Louise H Forsyth désirait écrire une biographie sur la défunte autrice Françoise Loranger, qui a signé entre autres le courageux roman Mathieu et des pièces de théâtre (Médium saignant et Double Jeu dont elle avait traduit la partition). Dans L’Annuaire théâtral, elle nous incitait à reconsidérer l’une de ses œuvres théâtrales oubliée de nos jours, qui a posé un jalon important à une dramaturgie québécoise féministe: Encore cinq minutes.

Zoé Rose

Au fil des ans, j’ai traité de diverses parution de France Théoret, écrivaine lauréate du prix Athanase-David (2012).
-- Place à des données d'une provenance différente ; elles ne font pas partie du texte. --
//! IMU yaw drift correction.
//!
//! Raw IMU yaw drifts slowly.  Without GNSS heading the only ground truth
//! available is that yaw cannot change while the vehicle stands still, so
//! any change of the raw value during standstill is drift.
//!
//! The corrector is a two-state machine:
//!
//! | State | Entered when | Published yaw |
//! |---|---|---|
//! | Standstill | `|speed| < threshold` | frozen at the value when standstill began |
//! | Moving | `|speed| >= threshold` | `raw + yaw_offset` |
//!
//! Drift observed during a standstill run is committed into the offset only
//! on the standstill → moving transition.  The sample that reports motion is
//! already a moving sample and does not contribute to the committed drift.
//! The offset is never wrapped.

use tracing::debug;

/// Speed magnitude below which the vehicle is considered stationary.
pub const DEFAULT_STANDSTILL_SPEED: f64 = 0.05;

/// Motion classification used by [`YawDriftCorrector`].
#[derive(Debug, Clone, Copy, PartialEq, Eq)]
pub enum MotionState {
    Standstill,
    Moving,
}

/// Stateful standstill detector and yaw drift compensator.
///
/// # Example
///
/// ```rust
/// use rover_perception::drift::YawDriftCorrector;
///
/// let mut corrector = YawDriftCorrector::default();
///
/// // Three stationary samples drifting by 2°, then motion begins.
/// assert_eq!(corrector.correct(10.0, 0.0), 10.0);
/// assert_eq!(corrector.correct(12.0, 0.0), 10.0);
/// assert_eq!(corrector.correct(12.0, 0.0), 10.0);
/// assert_eq!(corrector.correct(12.0, 1.0), 10.0);
/// assert_eq!(corrector.yaw_offset(), -2.0);
/// ```
#[derive(Debug, Clone)]
pub struct YawDriftCorrector {
    standstill_speed: f64,
    yaw_offset: f64,
    standstill_at_last_call: bool,
    yaw_at_standstill_start: f64,
    drift_since_standstill: f64,
}

impl Default for YawDriftCorrector {
    fn default() -> Self {
        Self::new(DEFAULT_STANDSTILL_SPEED)
    }
}

impl YawDriftCorrector {
    /// Create a corrector with zero offset.  `standstill_speed` is taken as a
    /// magnitude.
    pub fn new(standstill_speed: f64) -> Self {
        Self::with_offset(standstill_speed, 0.0)
    }

    /// Create a corrector starting from a known `yaw_offset` (degrees).
    pub fn with_offset(standstill_speed: f64, yaw_offset: f64) -> Self {
        Self {
            standstill_speed: standstill_speed.abs(),
            yaw_offset,
            standstill_at_last_call: false,
            yaw_at_standstill_start: 0.0,
            drift_since_standstill: 0.0,
        }
    }

    /// Classify `speed` against the standstill threshold.
    pub fn classify(&self, speed: f64) -> MotionState {
        if speed.abs() < self.standstill_speed {
            MotionState::Standstill
        } else {
            MotionState::Moving
        }
    }

    /// Feed one raw yaw sample (degrees) observed at `speed` and return the
    /// corrected yaw to publish.
    pub fn correct(&mut self, raw_yaw: f64, speed: f64) -> f64 {
        let standstill = self.classify(speed) == MotionState::Standstill;

        match (self.standstill_at_last_call, standstill) {
            (false, true) => {
                self.yaw_at_standstill_start = raw_yaw;
                self.drift_since_standstill = 0.0;
                debug!(raw_yaw, "standstill began");
            }
            (true, true) => {
                self.drift_since_standstill = self.yaw_at_standstill_start - raw_yaw;
            }
            (true, false) => {
                self.yaw_offset += self.drift_since_standstill;
                debug!(
                    drift = self.drift_since_standstill,
                    yaw_offset = self.yaw_offset,
                    "motion resumed, drift committed"
                );
                self.drift_since_standstill = 0.0;
            }
            (false, false) => {}
        }
        self.standstill_at_last_call = standstill;

        if standstill {
            self.yaw_at_standstill_start + self.yaw_offset
        } else {
            raw_yaw + self.yaw_offset
        }
    }

    /// Accumulated correction added to raw yaw (degrees).
    pub fn yaw_offset(&self) -> f64 {
        self.yaw_offset
    }

    /// Drift observed in the current standstill run, not yet committed.
    pub fn drift_since_standstill(&self) -> f64 {
        self.drift_since_standstill
    }

    /// Motion state recorded by the most recent [`correct`](Self::correct) call.
    pub fn motion_state(&self) -> MotionState {
        if self.standstill_at_last_call {
            MotionState::Standstill
        } else {
            MotionState::Moving
        }
    }

    pub fn standstill_speed(&self) -> f64 {
        self.standstill_speed
    }

    /// Forget all history, including the accumulated offset.
    pub fn reset(&mut self) {
        *self = Self::new(self.standstill_speed);
    }
}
Il a été question de La Forêt des signes, essai sur sa pratique littéraire, du roman Patriarcat (l’un de ses plus radicaux), et Aux artistes la grande colère, son plaidoyer à l’égard du manifeste du Refus global, « ni périmé ni inoffensif ».

Paru ce printemps chez VLB Éditeur, le roman Zoé Rose constitue une autre pièce marquante de son corpus nombreux et variée depuis un demi-siècle. Zoé se retrouvait précédemment dans la novela Zoé, une vie intellectuelle du recueil Va et nous venge.

L’une des réussites de cet ouvrage demeure le traitement des enjeux autour du corps. L’angle abordé ici constitue une transgression face au manichéisme et aux diktats imposés par la société. Il apporte une dimension salutaire à la littérature québécoise et au féminisme littéraire en particulier. France Théoret explore, avec l’acuité que nous lui connaissons, la pertinence et les propos vigoureusement actuels du Refus global.